M&D Chapter 12 - pages 118-119
Mark Kohut
mark.kohut at gmail.com
Sat Feb 28 11:35:51 CST 2015
Or Middlemarch is still a GREAT novel because it was a great novel.
Then link to Borges story of the man who rewrote Don Quixote. Now a
derivate hack job (so to speak)
On Sat, Feb 28, 2015 at 12:23 PM, Mark Kohut <mark.kohut at gmail.com> wrote:
> I might say: Round about Sometime (shortly after 1910, Woolf's Year of
> Human Nature change), reality changed. Again.
>
> On Sat, Feb 28, 2015 at 11:58 AM, Monte Davis <montedavis49 at gmail.com> wrote:
>> Becky, your reference tent me back to re-read for the fifth or sixth time
>> Wood's 2001 "Human, All Too Inhuman" (the "hysterical realism" review of
>> Zadie Smith's White Teeth). I'm finally getting a handle on what has
>> bothered me about it all along. A sample follows, although I commend the
>> entire piece to anyone who hasn't read it (or re-read it lately in the
>> context of M&D)
>> http://www.newrepublic.com/article/61361/human-all-too-inhuman
>>
>> --
>> "A genre is hardening...
>>
>> The big contemporary novel is a perpetual-motion machine that appears to
>> have been embarrassed into velocity.
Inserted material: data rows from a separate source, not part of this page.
//! # TinyGKit
//!
//! Telemetry decoding and machine-state tracking for TinyG and g2core
//! motion controllers speaking the JSON protocol.
//!
//! ## Architecture
//!
//! TinyGKit is organized as a workspace with multiple crates:
//!
//! 1. **tinygkit-core** - Errors, axis positions, tracker policies, event dispatch
//! 2. **tinygkit-communication** - Frame classification, code translation, state merge, controller
//! 3. **tinygkit-settings** - Configuration files and validation
//! 4. **tinygkit** - Replay binary that integrates all crates

pub use tinygkit_communication::firmware;

pub use tinygkit_core::{Axis, AxisPosition, Error, EventDispatcher, FooterPolicy, FrameError, Result};

pub use tinygkit_communication::firmware::tinyg::{
    Footer, MachineSnapshot, MachineState, ModalGroup, Notification, NotificationFilter, Overrides,
    ReportKind, StatusReport, TinyGController, TinyGSettings,
};
pub use tinygkit_communication::ControllerType;

pub use tinygkit_settings::{Config, LoggingSettings, TrackerSettings};

use serde::Serialize;
use std::io::BufRead;
use tokio::sync::mpsc;

/// Library version
pub const VERSION: &str = env!("CARGO_PKG_VERSION");

/// Final state of a replay session, as printed by the binary
#[derive(Debug, Clone, Serialize)]
pub struct ReplaySummary {
    /// Lines read from the input
    pub lines: usize,
    /// Controller family guessed from the hardware platform
    pub controller: String,
    /// Last reported machine state
    pub machine_state: Option<MachineState>,
    /// Machine position
    pub machine_position: AxisPosition,
    /// Work position
    pub work_position: AxisPosition,
    /// Active modal groups
    pub modal: ModalGroup,
    /// Highest planner buffer availability seen
    pub planner_buffer_pool_size: u32,
    /// Device settings
    pub settings: TinyGSettings,
    /// Last footer
    pub footer: Footer,
}

impl ReplaySummary {
    /// Summarize the state of `controller` after `lines` lines
    pub fn new(controller: &TinyGController, lines: usize) -> Self {
        Self {
            lines,
            controller: controller.controller_type().to_string(),
            machine_state: controller.machine_state(),
            machine_position: controller.machine_position(),
            work_position: controller.work_position(),
            modal: controller.modal_group().clone(),
            planner_buffer_pool_size: controller.planner_buffer_pool_size(),
            settings: controller.settings().clone(),
            footer: controller.footer(),
        }
    }
}

/// Replay `reader` through `controller`, sending every notification to `tx`
///
/// Blocks while the channel is full, so no notification is dropped. Must be
/// called outside the async runtime (for example from `spawn_blocking`).
pub fn replay_to_channel<R: BufRead>(
    controller: &mut TinyGController,
    reader: R,
    tx: &mpsc::Sender<Notification>,
) -> Result<usize> {
    controller.replay(reader, |notification| {
        if tx.blocking_send(notification.clone()).is_err() {
            tracing::warn!("Notification receiver closed");
        }
    })
}

/// Initialize logging from the logging settings
///
/// Sets up structured logging with:
/// - `RUST_LOG` environment variable support, falling back to the configured level
/// - Pretty or JSON formatting on stderr, keeping stdout for command output
pub fn init_logging(settings: &LoggingSettings) -> anyhow::Result<()> {
    use tracing_subscriber::fmt;
    use tracing_subscriber::prelude::*;
    use tracing_subscriber::EnvFilter;

    let env_filter = EnvFilter::try_from_default_env()
        .or_else(|_| EnvFilter::try_new(&settings.level))?;

    let registry = tracing_subscriber::registry().with(env_filter);

    if settings.json {
        let fmt_layer = fmt::layer()
            .with_writer(std::io::stderr)
            .with_target(true)
            .with_level(true)
            .json();
        registry.with(fmt_layer).try_init()?;
    } else {
        let fmt_layer = fmt::layer()
            .with_writer(std::io::stderr)
            .with_target(true)
            .with_level(true)
            .with_line_number(true)
            .pretty();
        registry.with(fmt_layer).try_init()?;
    }

    Ok(())
}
It seems to want to abolish stillness,
>> as if ashamed of silence--as it were, a criminal running endless charity
>> marathons. Stories and sub-stories sprout on every page, as these novels
>> continually flourish their glamorous congestion. Inseparable from this
>> culture of permanent storytelling is the pursuit of vitality at all costs.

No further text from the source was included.